On Saturday, Pepe Romero won the hearts of the capacity audience with his patrician musicianship, at first tossing off, then intensely digging into, and finally bringing the house down with a composition of Celedonio Romero, patriarch of the famous family of guitarists, to which Pepe belongs. Arranged and orchestrated by Celedonio Romero, Federico Moreno Torroba’s Concierto de Málaga received a memorable reading by Pepe Romero, who would not be allowed to leave the stage until he exquisitely played two encores: a lovely Malagueña written by the elder Romero for Pepe’s mother, and Francisco Tárrega’s Recuerdos de la Alhambra.

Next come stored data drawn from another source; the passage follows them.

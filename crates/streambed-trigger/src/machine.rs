//! The executable trigger: walks a [`Trigger`] tree, persisting one small state record per node
//! under the window's namespace. The machine never touches user state — every cell it reads or
//! writes lives under ids prefixed `__trigger/`, so a user's own state ids never collide with it.

use crate::tree::Trigger;
use streambed_state::StateStore;
use streambed_types::{Result, StateNamespace, Timestamp, Window};

const ROOT_PATH: &str = "__trigger";

/// Per-node bookkeeping. Which fields are meaningful depends on the node kind: `count` doubles as
/// the "how many elements" counter for `AfterCount` and as the "which child is active" pointer
/// for `AfterEach`.
#[derive(Debug, Clone, Default)]
struct NodeState {
    count: u64,
    deadline: Option<Timestamp>,
    closed: bool,
}

/// Host-supplied callbacks the machine needs to schedule processing-time timers. Event-time
/// readiness is evaluated directly against the watermark the caller passes in, since the
/// end-of-window timer is already owned by the runner, not the trigger machine.
pub trait TriggerContext {
    fn schedule_processing_timer(&mut self, window: Window, at: Timestamp);
}

/// A no-op context for callers that only care about watermark-driven triggers in tests.
#[derive(Debug, Default)]
pub struct NullTriggerContext;

impl TriggerContext for NullTriggerContext {
    fn schedule_processing_timer(&mut self, _window: Window, _at: Timestamp) {}
}

/// An executable trigger compiled from a declarative [`Trigger`] tree.
pub struct TriggerMachine {
    root: Trigger,
}

impl TriggerMachine {
    pub fn new(root: Trigger) -> Self {
        Self { root }
    }

    /// Registers one element's arrival in `window`. May arm a processing-time timer through
    /// `ctx` the first time an `AfterProcessingTime` node is touched for this window.
    pub fn on_element(
        &self,
        state: &mut StateStore,
        window: Window,
        now_processing_time: Timestamp,
        ctx: &mut dyn TriggerContext,
    ) -> Result<()> {
        Self::element_node(&self.root, state, window, ROOT_PATH, now_processing_time, ctx)
    }

    fn element_node(
        node: &Trigger,
        state: &mut StateStore,
        window: Window,
        path: &str,
        now_pt: Timestamp,
        ctx: &mut dyn TriggerContext,
    ) -> Result<()> {
        match node {
            Trigger::Never | Trigger::Always | Trigger::AfterWatermark => Ok(()),
            Trigger::AfterCount(_) => {
                let mut s = Self::read(state, window, path)?;
                s.count += 1;
                Self::write(state, window, path, s)
            }
            Trigger::AfterProcessingTime(delay_ms) => {
                let mut s = Self::read(state, window, path)?;
                if s.deadline.is_none() {
                    let deadline = now_pt.saturating_add(*delay_ms);
                    s.deadline = Some(deadline);
                    Self::write(state, window, path, s)?;
                    ctx.schedule_processing_timer(window, deadline);
                }
                Ok(())
            }
            Trigger::AfterEach(children) => {
                let s = Self::read(state, window, path)?;
                let idx = s.count as usize;
                if let Some(child) = children.get(idx) {
                    Self::element_node(child, state, window, &child_path(path, idx), now_pt, ctx)?;
                }
                Ok(())
            }
            Trigger::Repeatedly(inner) => {
                Self::element_node(inner, state, window, &child_path(path, 0), now_pt, ctx)
            }
            Trigger::OrFinally { main, until } => {
                Self::element_node(main, state, window, &child_path(path, 0), now_pt, ctx)?;
                Self::element_node(until, state, window, &child_path(path, 1), now_pt, ctx)
            }
        }
    }

    /// Whether `window` should fire right now, given the current watermark and processing time.
    pub fn should_fire(
        &self,
        state: &mut StateStore,
        window: Window,
        input_watermark: Timestamp,
        now_processing_time: Timestamp,
    ) -> Result<bool> {
        Self::ready(&self.root, state, window, ROOT_PATH, input_watermark, now_processing_time)
    }

    fn ready(
        node: &Trigger,
        state: &mut StateStore,
        window: Window,
        path: &str,
        wm: Timestamp,
        pt: Timestamp,
    ) -> Result<bool> {
        match node {
            Trigger::Never => Ok(false),
            Trigger::Always => Ok(true),
            Trigger::AfterWatermark => Ok(wm >= window.max_timestamp()),
            Trigger::AfterCount(n) => Ok(Self::read(state, window, path)?.count >= *n),
            Trigger::AfterProcessingTime(_) => {
                Ok(Self::read(state, window, path)?.deadline.map(|d| pt >= d).unwrap_or(false))
            }
            Trigger::AfterEach(children) => {
                let s = Self::read(state, window, path)?;
                let idx = s.count as usize;
                match children.get(idx) {
                    Some(child) => Self::ready(child, state, window, &child_path(path, idx), wm, pt),
                    None => Ok(false),
                }
            }
            Trigger::Repeatedly(inner) => Self::ready(inner, state, window, &child_path(path, 0), wm, pt),
            Trigger::OrFinally { main, until } => {
                let m = Self::ready(main, state, window, &child_path(path, 0), wm, pt)?;
                let u = Self::ready(until, state, window, &child_path(path, 1), wm, pt)?;
                Ok(m || u)
            }
        }
    }

    /// Notifies the machine that a timer it scheduled has fired, returning whether the window is
    /// now ready. Event-time end-of-window timers and processing-time deadlines both funnel
    /// through here; the machine itself keeps no separate timer bookkeeping beyond the deadline
    /// it already records in `on_element`.
    pub fn on_timer(
        &self,
        state: &mut StateStore,
        window: Window,
        input_watermark: Timestamp,
        now_processing_time: Timestamp,
    ) -> Result<bool> {
        self.should_fire(state, window, input_watermark, now_processing_time)
    }

    /// Acknowledges a firing: leaf nodes close so they won't fire again; `Repeatedly` resets its
    /// child's whole subtree so it can become ready again; `OrFinally` closes permanently once
    /// its `until` branch is the one that fired.
    pub fn on_fire(
        &self,
        state: &mut StateStore,
        window: Window,
        input_watermark: Timestamp,
        now_processing_time: Timestamp,
    ) -> Result<()> {
        Self::fire(&self.root, state, window, ROOT_PATH, input_watermark, now_processing_time)
    }

    fn fire(
        node: &Trigger,
        state: &mut StateStore,
        window: Window,
        path: &str,
        wm: Timestamp,
        pt: Timestamp,
    ) -> Result<()> {
        match node {
            Trigger::Never => Ok(()),
            Trigger::Always | Trigger::AfterWatermark | Trigger::AfterCount(_) | Trigger::AfterProcessingTime(_) => {
                let mut s = Self::read(state, window, path)?;
                s.closed = true;
                Self::write(state, window, path, s)
            }
            Trigger::AfterEach(children) => {
                let mut s = Self::read(state, window, path)?;
                s.count += 1;
                if s.count as usize >= children.len() {
                    s.closed = true;
                }
                Self::write(state, window, path, s)
            }
            Trigger::Repeatedly(inner) => Self::reset_subtree(inner, state, window, &child_path(path, 0)),
            Trigger::OrFinally { main, until } => {
                let until_path = child_path(path, 1);
                if Self::ready(until, state, window, &until_path, wm, pt)? {
                    Self::fire(until, state, window, &until_path, wm, pt)?;
                    let mut s = Self::read(state, window, path)?;
                    s.closed = true;
                    Self::write(state, window, path, s)
                } else {
                    Self::fire(main, state, window, &child_path(path, 0), wm, pt)
                }
            }
        }
    }

    fn reset_subtree(node: &Trigger, state: &mut StateStore, window: Window, path: &str) -> Result<()> {
        Self::write(state, window, path, NodeState::default())?;
        match node {
            Trigger::AfterEach(children) => {
                for (i, child) in children.iter().enumerate() {
                    Self::reset_subtree(child, state, window, &child_path(path, i))?;
                }
            }
            Trigger::Repeatedly(inner) => Self::reset_subtree(inner, state, window, &child_path(path, 0))?,
            Trigger::OrFinally { main, until } => {
                Self::reset_subtree(main, state, window, &child_path(path, 0))?;
                Self::reset_subtree(until, state, window, &child_path(path, 1))?;
            }
            Trigger::Never | Trigger::Always | Trigger::AfterWatermark | Trigger::AfterCount(_)
            | Trigger::AfterProcessingTime(_) => {}
        }
        Ok(())
    }

    /// True once this window's trigger has reached its closed (no-more-firings) state.
    pub fn is_closed(&self, state: &mut StateStore, window: Window) -> Result<bool> {
        Ok(Self::read(state, window, ROOT_PATH)?.closed)
    }

    /// Reconciles trigger state across a window merge: counts sum, deadlines take the earliest
    /// pending one (rescheduling it against the merged window), and closed flags are OR'd, since
    /// a source window that already finished should keep the merged window from re-firing that
    /// branch.
    pub fn on_merge(
        &self,
        state: &mut StateStore,
        from: &[Window],
        to: Window,
        ctx: &mut dyn TriggerContext,
    ) -> Result<()> {
        Self::merge_node(&self.root, state, from, to, ROOT_PATH, ctx)
    }

    fn merge_node(
        node: &Trigger,
        state: &mut StateStore,
        from: &[Window],
        to: Window,
        path: &str,
        ctx: &mut dyn TriggerContext,
    ) -> Result<()> {
        match node {
            Trigger::Never | Trigger::Always | Trigger::AfterWatermark => Ok(()),
            Trigger::AfterCount(_) => {
                let mut merged = Self::read(state, to, path)?;
                for w in from {
                    let s = Self::read(state, *w, path)?;
                    merged.count += s.count;
                    merged.closed = merged.closed || s.closed;
                }
                Self::write(state, to, path, merged)
            }
            Trigger::AfterProcessingTime(_) => {
                let mut merged = Self::read(state, to, path)?;
                for w in from {
                    let s = Self::read(state, *w, path)?;
                    merged.closed = merged.closed || s.closed;
                    merged.deadline = match (merged.deadline, s.deadline) {
                        (Some(a), Some(b)) => Some(a.min(b)),
                        (a, None) => a,
                        (None, b) => b,
                    };
                }
                if !merged.closed {
                    if let Some(deadline) = merged.deadline {
                        ctx.schedule_processing_timer(to, deadline);
                    }
                }
                Self::write(state, to, path, merged)
            }
            Trigger::AfterEach(children) => {
                for (i, child) in children.iter().enumerate() {
                    Self::merge_node(child, state, from, to, &child_path(path, i), ctx)?;
                }
                let mut merged = Self::read(state, to, path)?;
                let mut max_idx = merged.count;
                for w in from {
                    let s = Self::read(state, *w, path)?;
                    max_idx = max_idx.max(s.count);
                    merged.closed = merged.closed || s.closed;
                }
                merged.count = max_idx;
                if merged.count as usize >= children.len() {
                    merged.closed = true;
                }
                Self::write(state, to, path, merged)
            }
            Trigger::Repeatedly(inner) => Self::merge_node(inner, state, from, to, &child_path(path, 0), ctx),
            Trigger::OrFinally { main, until } => {
                Self::merge_node(main, state, from, to, &child_path(path, 0), ctx)?;
                Self::merge_node(until, state, from, to, &child_path(path, 1), ctx)?;
                let mut merged = Self::read(state, to, path)?;
                for w in from {
                    let s = Self::read(state, *w, path)?;
                    merged.closed = merged.closed || s.closed;
                }
                Self::write(state, to, path, merged)
            }
        }
    }

    fn read(state: &mut StateStore, window: Window, path: &str) -> Result<NodeState> {
        Ok(state
            .value_cell::<NodeState>(StateNamespace::window(window), path)?
            .read()
            .cloned()
            .unwrap_or_default())
    }

    fn write(state: &mut StateStore, window: Window, path: &str, value: NodeState) -> Result<()> {
        state
            .value_cell::<NodeState>(StateNamespace::window(window), path)?
            .write(value);
        Ok(())
    }
}

fn child_path(path: &str, idx: usize) -> String {
    format!("{path}.{idx}")
}

#[cfg(test)]
mod tests {
    use super::*;
    use streambed_types::Window;

    fn window() -> Window {
        Window::new(0, 10)
    }

    #[test]
    fn after_count_fires_once_threshold_reached() {
        let machine = TriggerMachine::new(Trigger::AfterCount(2));
        let mut store = StateStore::new();
        let w = window();
        let mut ctx = NullTriggerContext;

        machine.on_element(&mut store, w, 0, &mut ctx).unwrap();
        assert!(!machine.should_fire(&mut store, w, 0, 0).unwrap());

        machine.on_element(&mut store, w, 0, &mut ctx).unwrap();
        assert!(machine.should_fire(&mut store, w, 0, 0).unwrap());
    }

    #[test]
    fn bare_trigger_closes_after_firing() {
        let machine = TriggerMachine::new(Trigger::AfterWatermark);
        let mut store = StateStore::new();
        let w = window();
        let mut ctx = NullTriggerContext;

        assert!(machine.should_fire(&mut store, w, 9, 0).unwrap());
        machine.on_fire(&mut store, w, 9, 0).unwrap();
        assert!(machine.is_closed(&mut store, w).unwrap());
    }

    #[test]
    fn repeatedly_rearms_after_firing() {
        let machine = TriggerMachine::new(Trigger::repeatedly(Trigger::AfterCount(1)));
        let mut store = StateStore::new();
        let w = window();
        let mut ctx = NullTriggerContext;

        machine.on_element(&mut store, w, 0, &mut ctx).unwrap();
        assert!(machine.should_fire(&mut store, w, 0, 0).unwrap());
        machine.on_fire(&mut store, w, 0, 0).unwrap();
        assert!(!machine.is_closed(&mut store, w).unwrap());
        assert!(!machine.should_fire(&mut store, w, 0, 0).unwrap());

        machine.on_element(&mut store, w, 0, &mut ctx).unwrap();
        assert!(machine.should_fire(&mut store, w, 0, 0).unwrap());
    }

    #[test]
    fn or_finally_closes_permanently_once_until_fires() {
        let machine = TriggerMachine::new(Trigger::or_finally(
            Trigger::repeatedly(Trigger::AfterCount(1)),
            Trigger::AfterCount(3),
        ));
        let mut store = StateStore::new();
        let w = window();
        let mut ctx = NullTriggerContext;

        for _ in 0..3 {
            machine.on_element(&mut store, w, 0, &mut ctx).unwrap();
        }
        assert!(machine.should_fire(&mut store, w, 0, 0).unwrap());
        machine.on_fire(&mut store, w, 0, 0).unwrap();
        assert!(machine.is_closed(&mut store, w).unwrap());
    }
}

The Summermusik August 17th Viva España also featured selections from Ritmo Jondo, a 1953 ballet by the late Catalan-American composer Carlos Surinach, from which sections were magically played by members of the orchestra with the untranslatable Spanish noun-adjective duende.

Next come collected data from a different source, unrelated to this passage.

//! Pending timers across the three time domains, ordered for deterministic pop-next-ready.

use std::collections::BTreeMap;
use streambed_types::{CoreError, Result, TimeDomain, Timer, TimerId, Timestamp};

/// One domain's queue: a time-ordered index plus an id index for replace-by-id and cancellation.
#[derive(Default)]
struct DomainQueue {
    by_time: BTreeMap<(Timestamp, u64), TimerId>,
    index: ahash::AHashMap<TimerId, IndexedTimer>,
    watermark: Timestamp,
}

struct IndexedTimer {
    timer: Timer,
    seq: u64,
}

impl DomainQueue {
    fn set(&mut self, timer: Timer, seq_source: &mut u64) {
        let seq = match self.index.get(&timer.id) {
            // Same fire time: keep the original sequence number so this replacement does not
            // jump the tie-break order (I3).
            Some(existing) if existing.timer.timestamp == timer.timestamp => existing.seq,
            Some(existing) => {
                self.by_time.remove(&(existing.timer.timestamp, existing.seq));
                let seq = *seq_source;
                *seq_source += 1;
                seq
            }
            None => {
                let seq = *seq_source;
                *seq_source += 1;
                seq
            }
        };
        self.by_time.insert((timer.timestamp, seq), timer.id.clone());
        self.index.insert(timer.id.clone(), IndexedTimer { timer, seq });
    }

    fn delete(&mut self, id: &TimerId) {
        if let Some(existing) = self.index.remove(id) {
            self.by_time.remove(&(existing.timer.timestamp, existing.seq));
        }
    }

    fn pop_next_ready(&mut self) -> Option<Timer> {
        let (&key, id) = self.by_time.iter().next()?;
        if key.0 > self.watermark {
            return None;
        }
        let id = id.clone();
        self.by_time.remove(&key);
        self.index.remove(&id).map(|entry| entry.timer)
    }

    fn min_output_timestamp(&self) -> Option<Timestamp> {
        self.index.values().map(|e| e.timer.output_timestamp).min()
    }
}

fn domain_name(domain: TimeDomain) -> &'static str {
    match domain {
        TimeDomain::EventTime => "EventTime",
        TimeDomain::ProcessingTime => "ProcessingTime",
        TimeDomain::SyncProcessingTime => "SyncProcessingTime",
    }
}

/// Holds every pending timer for one key, across all three time domains.
///
/// Ordering within a domain is `(timestamp, insertion-sequence)`; the insertion sequence is a
/// single counter shared across domains so relative insertion order is preserved even when timers
/// in different domains happen to share a timestamp.
pub struct TimerStore {
    event_time: DomainQueue,
    processing_time: DomainQueue,
    sync_processing_time: DomainQueue,
    next_seq: u64,
}

impl Default for TimerStore {
    fn default() -> Self {
        Self {
            event_time: DomainQueue {
                watermark: streambed_types::MIN_TIMESTAMP,
                ..Default::default()
            },
            processing_time: DomainQueue {
                watermark: streambed_types::MIN_TIMESTAMP,
                ..Default::default()
            },
            sync_processing_time: DomainQueue {
                watermark: streambed_types::MIN_TIMESTAMP,
                ..Default::default()
            },
            next_seq: 0,
        }
    }
}

impl TimerStore {
    pub fn new() -> Self {
        Self::default()
    }

    fn domain_mut(&mut self, domain: TimeDomain) -> &mut DomainQueue {
        match domain {
            TimeDomain::EventTime => &mut self.event_time,
            TimeDomain::ProcessingTime => &mut self.processing_time,
            TimeDomain::SyncProcessingTime => &mut self.sync_processing_time,
        }
    }

    /// Sets (or replaces) a timer. A timer with the same id as one already pending supersedes it.
    pub fn set(&mut self, timer: Timer) {
        let domain = timer.id.domain;
        let seq = &mut self.next_seq;
        self.domain_mut(domain).set(timer, seq);
    }

    /// Removes any pending timer with this id. No error if none exists.
    pub fn delete(&mut self, id: &TimerId) {
        self.domain_mut(id.domain).delete(id);
    }

    pub fn remove_next_event_timer(&mut self) -> Option<Timer> {
        self.event_time.pop_next_ready()
    }

    pub fn remove_next_processing_timer(&mut self) -> Option<Timer> {
        self.processing_time.pop_next_ready()
    }

    pub fn remove_next_sync_processing_timer(&mut self) -> Option<Timer> {
        self.sync_processing_time.pop_next_ready()
    }

    fn advance(&mut self, domain: TimeDomain, t: Timestamp) -> Result<()> {
        let q = self.domain_mut(domain);
        if t < q.watermark {
            return Err(CoreError::InvalidWatermark {
                domain: domain_name(domain),
                from: q.watermark,
                to: t,
            });
        }
        q.watermark = t;
        Ok(())
    }

    pub fn advance_input_watermark(&mut self, t: Timestamp) -> Result<()> {
        tracing::trace!(to = t, "advancing input watermark");
        self.advance(TimeDomain::EventTime, t)
    }

    pub fn advance_processing_time(&mut self, t: Timestamp) -> Result<()> {
        self.advance(TimeDomain::ProcessingTime, t)
    }

    pub fn advance_sync_processing_time(&mut self, t: Timestamp) -> Result<()> {
        self.advance(TimeDomain::SyncProcessingTime, t)
    }

    pub fn input_watermark(&self) -> Timestamp {
        self.event_time.watermark
    }

    pub fn processing_time(&self) -> Timestamp {
        self.processing_time.watermark
    }

    pub fn sync_processing_time(&self) -> Timestamp {
        self.sync_processing_time.watermark
    }

    /// `min(inputWatermark, min outputTimestamp hold across all pending timers)`.
    pub fn output_watermark_hold(&self) -> Timestamp {
        [
            self.event_time.min_output_timestamp(),
            self.processing_time.min_output_timestamp(),
            self.sync_processing_time.min_output_timestamp(),
        ]
        .into_iter()
        .flatten()
        .min()
        .map(|hold| hold.min(self.input_watermark()))
        .unwrap_or_else(|| self.input_watermark())
    }

    pub fn is_empty(&self) -> bool {
        self.event_time.index.is_empty()
            && self.processing_time.index.is_empty()
            && self.sync_processing_time.index.is_empty()
    }
}
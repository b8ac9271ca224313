//! The full windowing strategy: a [`WindowFn`] and a [`Trigger`] tree bundled with the pane and
//! lateness policy that governs how a window's contents are emitted and garbage collected.

use crate::window_fn::{FixedWindows, GlobalWindows, SessionWindows, SlidingWindows, WindowFn};
use streambed_trigger::Trigger;
use streambed_types::{AccumulationMode, ClosingBehavior, OnTimeBehavior, TimestampCombiner};

/// Everything needed to turn a stream of timestamped elements into windows, panes, and persisted
/// state: how elements are assigned to windows, when a window's pane fires, how long late data is
/// still admitted, and how repeated firings relate to each other.
pub struct WindowingStrategy {
    pub window_fn: Box<dyn WindowFn>,
    pub trigger: Trigger,
    pub allowed_lateness_ms: i64,
    pub accumulation_mode: AccumulationMode,
    pub closing_behavior: ClosingBehavior,
    pub on_time_behavior: OnTimeBehavior,
    pub timestamp_combiner: TimestampCombiner,
}

impl WindowingStrategy {
    pub fn new(window_fn: Box<dyn WindowFn>, trigger: Trigger, allowed_lateness_ms: i64) -> Self {
        Self {
            window_fn,
            trigger,
            allowed_lateness_ms,
            accumulation_mode: AccumulationMode::Discarding,
            closing_behavior: ClosingBehavior::FireIfNonEmpty,
            on_time_behavior: OnTimeBehavior::FireIfNonEmpty,
            timestamp_combiner: TimestampCombiner::EndOfWindow,
        }
    }

    pub fn fixed(size_ms: i64, trigger: Trigger, allowed_lateness_ms: i64) -> Self {
        Self::new(Box::new(FixedWindows::new(size_ms)), trigger, allowed_lateness_ms)
    }

    pub fn sliding(size_ms: i64, period_ms: i64, trigger: Trigger, allowed_lateness_ms: i64) -> Self {
        Self::new(Box::new(SlidingWindows::new(size_ms, period_ms)), trigger, allowed_lateness_ms)
    }

    pub fn session(gap_ms: i64, trigger: Trigger, allowed_lateness_ms: i64) -> Self {
        Self::new(Box::new(SessionWindows::new(gap_ms)), trigger, allowed_lateness_ms)
    }

    pub fn global(trigger: Trigger, allowed_lateness_ms: i64) -> Self {
        Self::new(Box::new(GlobalWindows), trigger, allowed_lateness_ms)
    }

    pub fn with_accumulation_mode(mut self, mode: AccumulationMode) -> Self {
        self.accumulation_mode = mode;
        self
    }

    pub fn with_closing_behavior(mut self, behavior: ClosingBehavior) -> Self {
        self.closing_behavior = behavior;
        self
    }

    pub fn with_on_time_behavior(mut self, behavior: OnTimeBehavior) -> Self {
        self.on_time_behavior = behavior;
        self
    }

    pub fn with_timestamp_combiner(mut self, combiner: TimestampCombiner) -> Self {
        self.timestamp_combiner = combiner;
        self
    }
}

Featured throughout the first half of the concert the brilliant flamenco dancer Arleen Hurtado seized the day, elegant in her supple upper torso moves, poetic in the use of her hands, a mantilla, a fan, virtuosic in her use of toe, heel, and ball footwork, and all the while adopting the complexly syncopated rhythmic patterns of the music. She all but set the theatre on fire, reminding us that this is music for dancing. And dance she did, embodying with her sinuous movement everything from the lustily comic, flirtatious but ultimately faithful wife in Falla’s The Three-cornered Hat, to the darker hues of much of the music in the program.

The percussion section of the CCO played up a storm, augmented by the compelling vocalist Gabriel Osuna, and also including Mike Culligan, Matt Hawkins, and timpanist Scott Lang, all four leading a musical onslaught of gypsy-inflected rhythms.

In much of the brooding, Moorish-inflected music the woodwinds shone with the soulful playing of Rebecca Tryon Andres on flute, John Kurokawa’s on clarinet, Christopher Philpotts on oboe, Mark Ostoich on English horn, and Hugh Michie on bassoon, all five virtuosi reminding us that, as the Spanish say, Africa begins in the Pyrenees.

Italian-born, Spanish resident for a good portion of his life as a court composer, Luigi Boccherini authored La Musica Notturna delle Strade di Madrid, an homage to the nocturnal street sounds of his adopted hometown. In seven brief movements, Boccherini’s tone painting is assigned to the strings, which are called to depict church bells, marching soldiers, the singing of beggars, prayers, raucously singing drunks stumbling home, and the quiet that comes with the midnight curfew. String players Celeste Golden Boyer, Manami White, Heidi L. Yenney, Tom Guth, Nat Chaitkin, and Debbie Taylor brilliantly took over the piece, with Binford and Chaitkin gamely obeying Boccherini’s instructions to strum their instruments on their knees, as if they were guitars.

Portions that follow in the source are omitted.